Participants were asked to consider a hypothetical study in which they were asked to complete three activities (queried independently), and rate how long in days they would be willing to complete each activity, for a maximum of 100 days (see Textbox 1 for full questions): (1) daily assessments of cognition; (2) wear and charge an air quality or pollution sensor; and (3) wear and charge a GPS location sensor.

Textbox 1. Questions posed to participants in regard to three data collection activities (ie, cognitive assessments, air quality sensing, GPS location sensing).

Question

Imagine a study, where you were asked to complete daily assessments of your cognition, via short "“brain games"” or "“mini-video games"”. For how many days might you be willing to complete these assessments (up to 100 days d)?

Imagine a study, where you were asked to wear an air pollution sensor daily, clipping it to a work bag or to your clothing. For how many days might you be willing to wear and charge this device (up to 100 days d)?

Imagine a study, where you were asked to wear a GPS location sensor daily, clipping it to a work bag or to your clothing. For how many days might you be willing to wear and charge this device (up to 100 days d)?

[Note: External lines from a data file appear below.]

//! Caller identity, injected by the upstream gateway.
//!
//! Authentication, sessions and CSRF live in front of this service; by the
//! time a request lands here the gateway has already resolved the caller and
//! stamped the identity headers. Webhook routes skip this extractor.

use axum::async_trait;
use axum::extract::FromRequestParts;
use http::request::Parts;

use crate::error::AppError;
use crate::store::Visibility;

pub const USER_HEADER: &str = "x-auth-user";
pub const ROLE_HEADER: &str = "x-auth-role";

#[derive(Debug, Clone)]
pub struct Actor {
    pub username: String,
    /// Elevated actors see every transaction, not only their own.
    pub elevated: bool,
}

impl Actor {
    pub fn visibility(&self) -> Visibility {
        if self.elevated {
            Visibility::All
        } else {
            Visibility::Actor(self.username.clone())
        }
    }
}

#[async_trait]
impl<S> FromRequestParts<S> for Actor
where
    S: Send + Sync,
{
    type Rejection = AppError;

    async fn from_request_parts(parts: &mut Parts, _state: &S) -> Result<Self, Self::Rejection> {
        let username = parts
            .headers
            .get(USER_HEADER)
            .and_then(|value| value.to_str().ok())
            .map(str::trim)
            .filter(|value| !value.is_empty())
            .ok_or(AppError::Unauthenticated)?
            .to_string();

        let elevated = parts
            .headers
            .get(ROLE_HEADER)
            .and_then(|value| value.to_str().ok())
            .map(|role| role.eq_ignore_ascii_case("admin"))
            .unwrap_or(false);

        Ok(Actor { username, elevated })
    }
}
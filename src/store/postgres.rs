//! Postgres-backed transaction store.
//!
//! The compare-and-set is a guarded UPDATE: the row is only touched when its
//! current status still matches what the caller observed, which makes status
//! transitions linearizable per record without any application-side locking.

use async_trait::async_trait;
use chrono::NaiveDate;
use sqlx::postgres::PgPoolOptions;
use sqlx::PgPool;
use std::time::Duration;
use tracing::{debug, info};
use uuid::Uuid;

use crate::transactions::{Transaction, TransactionStatus};

use super::error::{StoreError, StoreResult};
use super::{CasOutcome, DailyTotal, TransactionStore, Visibility};

const COLUMNS: &str = "id, amount, method, customer_identifier, external_reference, \
                       status, initiated_by, created_at, updated_at, poll_attempts";

/// Connection pool settings.
#[derive(Debug, Clone)]
pub struct PoolConfig {
    pub max_connections: u32,
    pub acquire_timeout: Duration,
}

impl Default for PoolConfig {
    fn default() -> Self {
        Self {
            max_connections: 20,
            acquire_timeout: Duration::from_secs(30),
        }
    }
}

/// Initialize the database connection pool and verify connectivity.
pub async fn init_pool(database_url: &str, config: PoolConfig) -> StoreResult<PgPool> {
    info!(
        max_connections = config.max_connections,
        "initializing database pool"
    );

    let pool = PgPoolOptions::new()
        .max_connections(config.max_connections)
        .acquire_timeout(config.acquire_timeout)
        .connect(database_url)
        .await
        .map_err(StoreError::from_sqlx)?;

    sqlx::query("SELECT 1")
        .execute(&pool)
        .await
        .map_err(StoreError::from_sqlx)?;

    Ok(pool)
}

pub struct PgTransactionStore {
    pool: PgPool,
}

impl PgTransactionStore {
    pub fn new(pool: PgPool) -> Self {
        Self { pool }
    }
}

#[async_trait]
impl TransactionStore for PgTransactionStore {
    async fn create(&self, tx: Transaction) -> StoreResult<Transaction> {
        debug!(id = %tx.id, method = %tx.method, "creating transaction");

        sqlx::query_as::<_, Transaction>(&format!(
            "INSERT INTO transactions ({COLUMNS}) \
             VALUES ($1, $2, $3, $4, $5, $6, $7, $8, $9, $10) \
             RETURNING {COLUMNS}"
        ))
        .bind(tx.id)
        .bind(tx.amount)
        .bind(tx.method)
        .bind(&tx.customer_identifier)
        .bind(&tx.external_reference)
        .bind(tx.status)
        .bind(&tx.initiated_by)
        .bind(tx.created_at)
        .bind(tx.updated_at)
        .bind(tx.poll_attempts)
        .fetch_one(&self.pool)
        .await
        .map_err(StoreError::from_sqlx)
    }

    async fn find_by_id(&self, id: Uuid) -> StoreResult<Option<Transaction>> {
        sqlx::query_as::<_, Transaction>(&format!(
            "SELECT {COLUMNS} FROM transactions WHERE id = $1"
        ))
        .bind(id)
        .fetch_optional(&self.pool)
        .await
        .map_err(StoreError::from_sqlx)
    }

    async fn find_by_reference(&self, reference: &str) -> StoreResult<Option<Transaction>> {
        sqlx::query_as::<_, Transaction>(&format!(
            "SELECT {COLUMNS} FROM transactions WHERE external_reference = $1"
        ))
        .bind(reference)
        .fetch_optional(&self.pool)
        .await
        .map_err(StoreError::from_sqlx)
    }

    async fn list(&self, visibility: &Visibility) -> StoreResult<Vec<Transaction>> {
        match visibility {
            Visibility::All => sqlx::query_as::<_, Transaction>(&format!(
                "SELECT {COLUMNS} FROM transactions ORDER BY created_at DESC"
            ))
            .fetch_all(&self.pool)
            .await
            .map_err(StoreError::from_sqlx),
            Visibility::Actor(name) => sqlx::query_as::<_, Transaction>(&format!(
                "SELECT {COLUMNS} FROM transactions \
                 WHERE initiated_by = $1 ORDER BY created_at DESC"
            ))
            .bind(name)
            .fetch_all(&self.pool)
            .await
            .map_err(StoreError::from_sqlx),
        }
    }

    async fn compare_and_set_status(
        &self,
        id: Uuid,
        expected: TransactionStatus,
        next: TransactionStatus,
    ) -> StoreResult<CasOutcome> {
        let applied = sqlx::query_as::<_, Transaction>(&format!(
            "UPDATE transactions SET status = $1, updated_at = NOW() \
             WHERE id = $2 AND status = $3 \
             RETURNING {COLUMNS}"
        ))
        .bind(next)
        .bind(id)
        .bind(expected)
        .fetch_optional(&self.pool)
        .await
        .map_err(StoreError::from_sqlx)?;

        match applied {
            Some(tx) => Ok(CasOutcome::Applied(tx)),
            None => {
                // Guard did not match: surface the row as it stands now.
                let current = self
                    .find_by_id(id)
                    .await?
                    .ok_or(StoreError::NotFound(id))?;
                Ok(CasOutcome::Stale(current))
            }
        }
    }

    async fn record_poll_attempt(&self, id: Uuid) -> StoreResult<()> {
        sqlx::query(
            "UPDATE transactions SET poll_attempts = poll_attempts + 1 \
             WHERE id = $1 AND status IN ('PENDING', 'PROCESSING')",
        )
        .bind(id)
        .execute(&self.pool)
        .await
        .map_err(StoreError::from_sqlx)?;
        Ok(())
    }

    async fn daily_collected(
        &self,
        visibility: &Visibility,
        start: NaiveDate,
        end: NaiveDate,
    ) -> StoreResult<Vec<DailyTotal>> {
        match visibility {
            Visibility::All => sqlx::query_as::<_, DailyTotal>(
                "SELECT (created_at AT TIME ZONE 'UTC')::date AS date, SUM(amount) AS amount \
                 FROM transactions \
                 WHERE status = 'COMPLETED' \
                   AND (created_at AT TIME ZONE 'UTC')::date BETWEEN $1 AND $2 \
                 GROUP BY 1 ORDER BY 1",
            )
            .bind(start)
            .bind(end)
            .fetch_all(&self.pool)
            .await
            .map_err(StoreError::from_sqlx),
            Visibility::Actor(name) => sqlx::query_as::<_, DailyTotal>(
                "SELECT (created_at AT TIME ZONE 'UTC')::date AS date, SUM(amount) AS amount \
                 FROM transactions \
                 WHERE status = 'COMPLETED' AND initiated_by = $3 \
                   AND (created_at AT TIME ZONE 'UTC')::date BETWEEN $1 AND $2 \
                 GROUP BY 1 ORDER BY 1",
            )
            .bind(start)
            .bind(end)
            .bind(name)
            .fetch_all(&self.pool)
            .await
            .map_err(StoreError::from_sqlx),
        }
    }
}
//! Payment provider integration.
//!
//! A unified capability interface over the two collection channels: the
//! push-confirmation provider and the redirect-checkout provider.

pub mod providers;
pub mod traits;
pub mod types;

pub use traits::PaymentProvider;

Paired sample t tests were conducted to assess the differential willingness to share data from these three critical data streams, each previously implicated in cognitive health research (ie, mobile cognitive assessments, location data (GPS), and ambulatory air quality monitoring). On average, people were willing to complete ambulatory cognitive assessments for 56.7 (SD 36.2) days, air quality monitoring for 58.1 (SD 37.7) days, and GPS location monitoring for 37 (SD 39.0) days. Comparing mobile cognitive assessments and air quality monitoring—participants were willing to complete each for a similar period of time (ie, mean difference of approximately 1.4 d; t1488=−1.44; P=.14). Upon comparing mobile cognitive assessments and GPS location monitoring, participants were willing to complete cognitive assessments for close to 20 more days than GPS location monitoring (ie, mean difference of approximately 19.7 d; t1483=−17.89; P<.001). Comparing mobile air quality monitoring and GPS location monitoring – participants were willing to complete air quality monitoring for close to 21 more days than GPS location monitoring (ie, mean difference of approximately 21 days; t1483=−20.65; P<.001).

RQ3: What Do People Expect From Their Data?

Participants were asked: “Please select the types of control you expect to have over the data submitted as part of a research study” Among the data control and sharing aspects assessed, 1042 (70%) participants were most interested in the ability to delete all their contributed research data, followed by the ability to select specific data streams for deletion (65%, 960) and deleting a specific moment in time (44%, 653). Respondents were least interested in the ability to share data with their insurance providers and caregivers (n=453, 30% and n=384, 25%, respectively; Figure 3).

When asked “Please rate how comfortable (5-point scale, from extremely comfortable to extremely uncomfortable) you would feel about each of the following situations related to your hypothetical data,” participant responses varied by data usage scenario (see Figure 4): (1) data used only for the purpose of the original study; (2) data used to develop algorithms; (3) data used by outside institutions collaborating on this research; (4) data used indefinitely for purposes unknown today; (5) data used to identify the participant; (6) data used to solve a public health problem; (7) data used to develop therapies and diagnoses. Unsurprisingly, participants were mostly uncomfortable with reidentification and with data being used for unspecified future purposes.. Respondents were mixed in regard to data being used by external collaborations. Participants were mostly comfortable with data being used for the original purpose, to develop therapies and diagnoses, and for algorithm development.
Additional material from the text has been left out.